Tuesday, 1 April 2014: 2:45 PM
Garden Ballroom (Town and Country Resort )
Zhaoxia Pu, University of Utah, Salt Lake City, UT; and H. Zhang

Ocean surface vector wind observations are a useful data source for numerical prediction of tropical cyclones. The effect of assimilating surface observations on the numerical prediction of hurricanes is examined in this study. First, a series of numerical experiments are conducted to examine the impact of ensemble Kalman filter assimilation of surface observations on the prediction of the landfalls of Hurricane Katrina (2005). It is found that the assimilation of both surface Mesonet observations over land and QuikSCAT ocean surface vectors can improve the prediction of Katrina's track and structure through modifying low-level thermal and dynamical fields such as wind, humidity, and temperature and through enhanced low-level convergence and vorticity. Obvious enhancements are also found in the forecasts of intensity, realistic convection, and surface winds.

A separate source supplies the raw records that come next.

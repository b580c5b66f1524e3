//! Message framing.
//!
//! [`Message`] groups parts into segments and segments into a message,
//! back-patching lengths and offsets once the bodies are serialised.
//! [`RawMessage`] is the decoded counterpart: headers are parsed eagerly,
//! part bodies are kept as bytes until a visitor asks for them.

use bytes::{BufMut, Bytes, BytesMut};

use crate::codec::{padding, put_zeroes, ByteReader};
use crate::error::ProtocolError;
use crate::header::{
    MessageHeader, PartHeader, SegmentHeader, MESSAGE_HEADER_SIZE, PART_HEADER_SIZE,
    SEGMENT_HEADER_SIZE,
};
use crate::kinds::{
    CommandOptions, FunctionCode, MessageKind, PartAttributes, PartKind, SegmentKind,
};
use crate::parts::{Part, ServerErrors};

/// Outgoing segment.
#[derive(Debug, Clone, PartialEq)]
pub struct Segment {
    /// Header; lengths and part count are computed on encode.
    pub header: SegmentHeader,
    /// Parts in wire order.
    pub parts: Vec<Part>,
}

impl Segment {
    /// Request segment for `kind`.
    #[must_use]
    pub fn request(kind: MessageKind, commit: bool) -> Self {
        Self {
            header: SegmentHeader::request(kind, commit, CommandOptions::empty()),
            parts: Vec::new(),
        }
    }

    /// Reply segment carrying `function_code`.
    #[must_use]
    pub fn reply(function_code: FunctionCode) -> Self {
        Self {
            header: SegmentHeader::reply(SegmentKind::Reply, function_code),
            parts: Vec::new(),
        }
    }

    /// Error segment.
    #[must_use]
    pub fn error(errors: ServerErrors) -> Self {
        Self {
            header: SegmentHeader::reply(SegmentKind::Error, FunctionCode::Nil),
            parts: vec![Part::Errors(errors)],
        }
    }

    /// Append a part.
    #[must_use]
    pub fn with_part(mut self, part: impl Into<Part>) -> Self {
        self.parts.push(part.into());
        self
    }
}

/// Outgoing message.
#[derive(Debug, Clone, PartialEq)]
pub struct Message {
    /// Session id.
    pub session_id: i64,
    /// Packet sequence number.
    pub packet_count: i32,
    /// Segments in wire order.
    pub segments: Vec<Segment>,
}

impl Message {
    /// Single-segment request.
    #[must_use]
    pub fn request(session_id: i64, packet_count: i32, kind: MessageKind, commit: bool, parts: Vec<Part>) -> Self {
        let mut segment = Segment::request(kind, commit);
        segment.parts = parts;
        Self {
            session_id,
            packet_count,
            segments: vec![segment],
        }
    }

    /// Message with arbitrary segments.
    #[must_use]
    pub fn new(session_id: i64, packet_count: i32, segments: Vec<Segment>) -> Self {
        Self {
            session_id,
            packet_count,
            segments,
        }
    }

    /// Message kind of the first request segment.
    #[must_use]
    pub fn kind(&self) -> Option<MessageKind> {
        self.segments.first().and_then(|s| s.header.message_kind())
    }

    /// Serialise into `dst`, returning the total number of bytes written.
    ///
    /// `varpart_size` is the buffer size announced to the server; it is raised
    /// to the actual varpart length if smaller.
    pub fn encode(&self, dst: &mut BytesMut, varpart_size: u32) -> Result<usize, ProtocolError> {
        let start = dst.len();
        dst.put_bytes(0, MESSAGE_HEADER_SIZE);

        for (index, segment) in self.segments.iter().enumerate() {
            let seg_start = dst.len();
            dst.put_bytes(0, SEGMENT_HEADER_SIZE);

            for part in &segment.parts {
                let part_start = dst.len();
                dst.put_bytes(0, PART_HEADER_SIZE);
                let len = part.encode(dst)?;
                if len > i32::MAX as usize {
                    return Err(ProtocolError::LengthExceeded(len));
                }
                put_zeroes(dst, padding(len));

                let mut header = PartHeader::new(part.kind(), part.arg_count(), len as i32);
                header.attributes = part.attributes();
                let mut raw = [0u8; PART_HEADER_SIZE];
                header.encode(&mut &mut raw[..]);
                dst[part_start..part_start + PART_HEADER_SIZE].copy_from_slice(&raw);
            }

            let mut header = segment.header;
            header.length = (dst.len() - seg_start) as i32;
            header.offset = (seg_start - start - MESSAGE_HEADER_SIZE) as i32;
            header.num_parts = segment.parts.len() as i16;
            header.segment_no = (index + 1) as i16;
            let mut raw = [0u8; SEGMENT_HEADER_SIZE];
            header.encode(&mut &mut raw[..]);
            dst[seg_start..seg_start + SEGMENT_HEADER_SIZE].copy_from_slice(&raw);
        }

        let varpart_length = dst.len() - start - MESSAGE_HEADER_SIZE;
        if varpart_length > crate::header::MAX_VARPART_SIZE {
            return Err(ProtocolError::LengthExceeded(varpart_length));
        }
        let header = MessageHeader {
            session_id: self.session_id,
            packet_count: self.packet_count,
            varpart_length: varpart_length as u32,
            varpart_size: varpart_size.max(varpart_length as u32),
            num_segments: self.segments.len() as i16,
            packet_options: 0,
        };
        let mut raw = [0u8; MESSAGE_HEADER_SIZE];
        header.encode(&mut &mut raw[..]);
        dst[start..start + MESSAGE_HEADER_SIZE].copy_from_slice(&raw);

        tracing::trace!(
            kind = ?self.kind(),
            segments = self.segments.len(),
            varpart_len = varpart_length,
            "encoded HDB message"
        );
        Ok(dst.len() - start)
    }

    /// Serialise to a new buffer.
    pub fn encode_to_bytes(&self) -> Result<Bytes, ProtocolError> {
        let mut buf = BytesMut::new();
        self.encode(&mut buf, 0)?;
        Ok(buf.freeze())
    }
}

/// Decoded part whose body has not been interpreted yet.
#[derive(Debug, Clone, PartialEq, Eq)]
pub struct RawPart {
    /// Part header.
    pub header: PartHeader,
    /// Body without padding.
    pub body: Bytes,
}

impl RawPart {
    /// Registered kind, if known.
    #[must_use]
    pub fn kind(&self) -> Option<PartKind> {
        PartKind::from_raw(self.header.kind).ok()
    }

    /// Part attributes.
    #[must_use]
    pub fn attributes(&self) -> PartAttributes {
        self.header.attributes
    }

    /// Decode through the part registry.
    pub fn decode(&self) -> Result<Part, ProtocolError> {
        Part::decode(&self.header, self.body.clone())
    }

    /// Reader over the body.
    #[must_use]
    pub fn reader(&self) -> ByteReader {
        ByteReader::new(self.body.clone())
    }
}

/// Decoded segment.
#[derive(Debug, Clone, PartialEq, Eq)]
pub struct RawSegment {
    /// Segment header.
    pub header: SegmentHeader,
    /// Parts in wire order.
    pub parts: Vec<RawPart>,
}

/// Decoded message.
#[derive(Debug, Clone, PartialEq, Eq)]
pub struct RawMessage {
    /// Message header.
    pub header: MessageHeader,
    /// Segments in wire order.
    pub segments: Vec<RawSegment>,
}

impl RawMessage {
    /// Decode a complete message (header plus varpart).
    pub fn decode(data: Bytes) -> Result<Self, ProtocolError> {
        let mut src = ByteReader::new(data);
        let header = MessageHeader::decode(&mut src)?;
        let varpart_len = header.varpart_length as usize;
        if src.remaining() < varpart_len {
            return Err(ProtocolError::InvalidMessageLength {
                announced: varpart_len,
                actual: src.remaining(),
            });
        }
        let mut varpart = ByteReader::new(src.bytes(varpart_len)?);

        let mut segments = Vec::with_capacity(header.num_segments.max(0) as usize);
        for _ in 0..header.num_segments.max(0) {
            let seg_header = SegmentHeader::decode(&mut varpart)?;
            let body_len = (seg_header.length as usize)
                .checked_sub(SEGMENT_HEADER_SIZE)
                .ok_or_else(|| ProtocolError::Malformed(format!("segment length {}", seg_header.length)))?;
            let mut seg_body = ByteReader::new(varpart.bytes(body_len)?);

            let mut parts = Vec::with_capacity(seg_header.num_parts.max(0) as usize);
            for _ in 0..seg_header.num_parts.max(0) {
                let part_header = PartHeader::decode(&mut seg_body)?;
                let len = part_header.buffer_length.max(0) as usize;
                let body = seg_body.bytes(len)?;
                // the final part of a message may omit its padding
                let pad = padding(len).min(seg_body.remaining());
                seg_body.skip(pad)?;
                parts.push(RawPart {
                    header: part_header,
                    body,
                });
            }
            segments.push(RawSegment {
                header: seg_header,
                parts,
            });
        }

        tracing::trace!(
            session_id = header.session_id,
            segments = segments.len(),
            varpart_len,
            "decoded HDB message"
        );
        Ok(Self { header, segments })
    }

    /// Function code of the first segment.
    #[must_use]
    pub fn function_code(&self) -> FunctionCode {
        self.segments
            .first()
            .and_then(|s| s.header.function_code())
            .unwrap_or(FunctionCode::Nil)
    }

    /// Whether any segment is an error segment.
    #[must_use]
    pub fn is_error(&self) -> bool {
        self.segments.iter().any(|s| s.header.kind == SegmentKind::Error)
    }

    /// All parts across segments, in wire order.
    pub fn parts(&self) -> impl Iterator<Item = &RawPart> {
        self.segments.iter().flat_map(|s| s.parts.iter())
    }

    /// Visit every part in wire order.
    ///
    /// The visitor decides per part whether to decode it or skip it; the
    /// first error aborts the iteration.
    pub fn iterate_parts<E, F>(&self, mut visitor: F) -> Result<(), E>
    where
        F: FnMut(&SegmentHeader, &RawPart) -> Result<(), E>,
    {
        for segment in &self.segments {
            for part in &segment.parts {
                visitor(&segment.header, part)?;
            }
        }
        Ok(())
    }

    /// Collect all server errors of the message.
    pub fn server_errors(&self) -> Result<ServerErrors, ProtocolError> {
        let mut all = ServerErrors::default();
        for part in self.parts() {
            if part.kind() == Some(PartKind::Error) {
                if let Part::Errors(errors) = part.decode()? {
                    all.0.extend(errors.0);
                }
            }
        }
        Ok(all)
    }
}

#[cfg(test)]
#[allow(clippy::unwrap_used)]
mod tests {
    use super::*;
    use crate::options::{ConnectOption, OptionValue, Options};
    use crate::parts::{AuthFields, ParameterField, ParameterMetadata, RowData, ServerError};
    use crate::typecode::TypeCode;
    use proptest::prelude::*;

    fn check_alignment(bytes: &[u8]) {
        let msg = RawMessage::decode(Bytes::copy_from_slice(bytes)).unwrap();
        let mut offset = MESSAGE_HEADER_SIZE;
        for segment in &msg.segments {
            offset += SEGMENT_HEADER_SIZE;
            for part in &segment.parts {
                assert_eq!(offset % 8, 0, "part not 8-byte aligned");
                let len = part.header.buffer_length as usize;
                let pad = padding(len);
                let pad_start = offset + PART_HEADER_SIZE + len;
                assert!(bytes[pad_start..pad_start + pad].iter().all(|b| *b == 0));
                offset = pad_start + pad;
            }
        }
    }

    #[test]
    fn test_execute_direct_layout() {
        let msg = Message::request(
            77,
            3,
            MessageKind::ExecuteDirect,
            true,
            vec![Part::Command(Bytes::from_static(b"select 1 from dummy"))],
        );
        let bytes = msg.encode_to_bytes().unwrap();
        // 32 + 24 + 16 + 19 + 5 padding
        assert_eq!(bytes.len(), 96);
        check_alignment(&bytes);

        let raw = RawMessage::decode(bytes).unwrap();
        assert_eq!(raw.header.session_id, 77);
        assert_eq!(raw.header.packet_count, 3);
        let seg = &raw.segments[0];
        assert_eq!(seg.header.message_kind(), Some(MessageKind::ExecuteDirect));
        assert!(matches!(
            seg.header.body,
            crate::header::SegmentBody::Request { commit: true, .. }
        ));
        assert_eq!(seg.parts[0].decode().unwrap(), msg.segments[0].parts[0]);
    }

    #[test]
    fn test_reply_with_errors() {
        let msg = Message::new(
            1,
            1,
            vec![Segment::error(ServerErrors(vec![ServerError::new(260, "invalid column")]))],
        );
        let raw = RawMessage::decode(msg.encode_to_bytes().unwrap()).unwrap();
        assert!(raw.is_error());
        let errors = raw.server_errors().unwrap();
        assert_eq!(errors.0[0].code, 260);
    }

    #[test]
    fn test_iterate_parts_stops_on_error() {
        let msg = Message::new(
            1,
            1,
            vec![Segment::reply(FunctionCode::Select)
                .with_part(Part::ResultsetId(5))
                .with_part(Part::Resultset(RowData::new(0, Bytes::new())))],
        );
        let raw = RawMessage::decode(msg.encode_to_bytes().unwrap()).unwrap();
        let mut seen = 0;
        let result: Result<(), &str> = raw.iterate_parts(|_, part| {
            seen += 1;
            if part.kind() == Some(PartKind::ResultsetId) {
                Err("stop")
            } else {
                Ok(())
            }
        });
        assert_eq!(result, Err("stop"));
        assert_eq!(seen, 1);
    }

    #[test]
    fn test_truncated_varpart() {
        let msg = Message::request(0, 0, MessageKind::Commit, false, vec![]);
        let bytes = msg.encode_to_bytes().unwrap();
        let err = RawMessage::decode(bytes.slice(..bytes.len() - 1)).unwrap_err();
        assert!(matches!(err, ProtocolError::InvalidMessageLength { .. }));
    }

    fn arb_part() -> impl Strategy<Value = Part> {
        prop_oneof![
            any::<u64>().prop_map(Part::StatementId),
            any::<u64>().prop_map(Part::ResultsetId),
            any::<i32>().prop_map(Part::FetchSize),
            proptest::collection::vec(any::<i32>(), 0..8).prop_map(Part::RowsAffected),
            proptest::collection::vec(any::<u8>(), 0..64)
                .prop_map(|v| Part::Command(Bytes::from(v))),
            proptest::collection::vec(proptest::collection::vec(any::<u8>(), 0..300), 0..4)
                .prop_map(|fields| Part::Authentication(AuthFields(fields.into_iter().map(Bytes::from).collect()))),
            (any::<i32>(), "[a-z]{0,12}").prop_map(|(dfv, locale)| {
                Part::ConnectOptions(
                    Options::new()
                        .with(ConnectOption::DataFormatVersion2, OptionValue::Int(dfv))
                        .with(ConnectOption::ClientLocale, OptionValue::String(locale)),
                )
            }),
            (0i16..100, 0i16..10).prop_map(|(len, frac)| {
                Part::ParameterMetadata(ParameterMetadata(vec![ParameterField::input(TypeCode::Decimal, len, frac)]))
            }),
        ]
    }

    proptest! {
        #[test]
        fn prop_framing_roundtrip(parts in proptest::collection::vec(arb_part(), 0..6), session in any::<i64>()) {
            let msg = Message::request(session, 1, MessageKind::Execute, false, parts.clone());
            let bytes = msg.encode_to_bytes().unwrap();
            check_alignment(&bytes);

            let raw = RawMessage::decode(bytes).unwrap();
            let decoded: Vec<Part> = raw.parts().map(|p| p.decode().unwrap()).collect();
            prop_assert_eq!(decoded, parts);
        }
    }
}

More importantly, surface data assimilation results in significant improvements in quantitative precipitation forecasts (QPF) during Katrina's landfalls.

The numerical results are further applied to study the air-sea and land-atmosphere interactions and their influence on Katrina's intensity and structure changes. In addition, the proposed observing system simulation experiments for NASA CYGNSS ocean surface wind observations and their relationship to current studies will be reported.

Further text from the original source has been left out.